RIPA DEL NAVIGLIO
Senza applausi
Il Piccolo Teatro è ancora senza direttore, e stavolta c’entra il brutto sgarbo politico della Regione
Come in una pièce di Ionesco, o come un Beckett buttato in grottesco, i due consiglieri di nomina della Regione, dunque centrodestra, non si sono presentati. Mercoledì la riunione del Consiglio di amministrazione del Piccolo Teatro doveva essere una semplice formalità o quasi, dopo mesi di tensioni e complicazioni. Tensioni interne alla maggiore istituzione teatrale italiana: il direttore di lungo corso Sergio Escobar aveva deciso a fine giugno di terminare il suo mandato escludendo proroghe anche a causa delle critiche aperte dei lavoratori del Piccolo. E complicazioni, vuoi di natura palesemente politica, pur con i non-detti tipici del sistema pubblico-culturale italiano, e vuoi legate alle scelte da compiere. Trovarsi, al 31 luglio, nel pieno dell’estate della pandemia, senza un direttore era già per sé una situazione non facile, e un segnale negativo per la città e per tutto il mondo del teatro, in grave sofferenza. Inoltre l’eredità di Escobar è pesante, e l’idea più o meno condivisa e suggerita era trovare un vero uomo di teatro, un regista-organizzatore, per sostituire un manager culturale ma non uomo di palcoscenico come Escobar. Considerando poi che dopo la morte di Luca Ronconi il ruolo di “consulente artistico” era stato volutamente affidato a uno scrittore come Stefano Massini. Ora, secondo i più, era opportuno scegliere una direzione artisticamente forte, innovativa. Il Piccolo è una Fondazione (presidente è Salvatore Carrubba) nel cui cda sono rappresentati il Comune di Milano, la Regione Lombardia, la Camera di Commercio e il Mibact. In totale sei membri. Chi conosce almeno un po’ le dinamiche dei teatri pubblici italiani sa che sarebbe giunto il momento, non solo per il Piccolo e per tutte le altre fondazioni di questo tipo, di modificare le modalità di rappresentanza e controllo, e liberare le scelte propriamente artistiche e programmatiche dai desideri della politica di dire la propria: non sui bilanci, ma sull’arte. Poiché il momento non è ancora venuto (ma mai disperare: in fondo i grandi musei un cambio di organizzazione lo hanno avuto) sulla scelta del nuovo direttore la politica almeno locale, in questo caso soprattutto dal lato Regione, si è fatta sentire. Così Angelo Crespi ed Emanuela Carcano non si sono presentati. Più che Beckett o Ionesco, un pasticcio di poco garbo istituzionale.

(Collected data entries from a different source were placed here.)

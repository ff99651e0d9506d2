pub mod repository;
pub mod service;
pub mod types;

pub use repository::{EnrollmentRepository, SqliteEnrollmentRepository};
pub use service::{EnrollmentService, EnrollmentServiceImpl};
pub use types::{
    AttendanceRecord, BulkAttendance, CampEnrollment, CampEnrollmentResponse, CampPayment,
    EnrollmentStatus, NewCampEnrollment, NewCampPayment, PaymentMethod,
};
// Implement DeleteService<CampEnrollment> by delegating
#[async_trait]
impl DeleteService<CampEnrollment> for EnrollmentServiceImpl {
    fn repository(&self) -> &dyn FindById<CampEnrollment> {
        self.delete_service.repository()
    }
    fn dependency_checker(&self) -> &dyn DependencyChecker {
        self.delete_service.dependency_checker()
    }
    async fn delete(
        &self,
        id: Uuid,
        auth: &AuthContext,
        options: DeleteOptions,
    ) -> DomainResult<DeleteResult> {
        self.delete_service.delete(id, auth, options).await
    }
    async fn batch_delete(
        &self,
        ids: &[Uuid],
        auth: &AuthContext,
        options: DeleteOptions,
    ) -> DomainResult<BatchDeleteResult> {
        self.delete_service.batch_delete(ids, auth, options).await
    }
}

Eppure, la soluzione era stata trovata. Dopo che in una laboriosa estate i membri del cda si erano accordati per un sistema di selezione di una cinquina di candidati, da sottoporre a screening e poi da votare a maggioranza (presenza richiesta di cinque membri del cda), erano stati “auditi” in quattro: Antonio Calbi, Filippo Fonsatti, Marco Giorgetti, Rosanna Purchia. Perché il quinto, Claudio Longhi, attualmente direttore dell’Ert (Emilia-Romagna Teatro) aveva rinunciato. Nessuno dei quattro aveva ottenuto i voti necessari, per opposti veti non tutti di cristallina motivazione scenica. E così, dopo l’invito di Beppe Sala a rifletterci, si è tornati a bussare a casa di Longhi. Il direttore del’Ert, universalmente stimato, stavolta si è dato disponibile e ha ricevuto il gradimento di quattro (su sei) consiglieri. I consiglieri della Regione non hanno invece dato l’assenso. Ma a quel punto, in qualsiasi cda non determinato da interessi estranei al core business, sarebbe bastato convocare una riunione con il numero legale, e i membri di minoranza non avrebbero messo in campo tecniche da ostruzionismo extraparlamentare. Lo scontro tra Regione e Comune di Milano (i “pacchetti di voti”) è da molto tempo ai minimi del garbo istituzionale, e la cultura è diventata un punto di contesa. Ma a memoria di milanesi non s’era mai visto da parte di una istituzione, in questo caso la Regione, tanto disposta a travalicare il suo ruolo in chiave di scontro politico combattuto su un altro palcoscenico. Ora si aspetterà il nuovo, e forse ultimo, atto.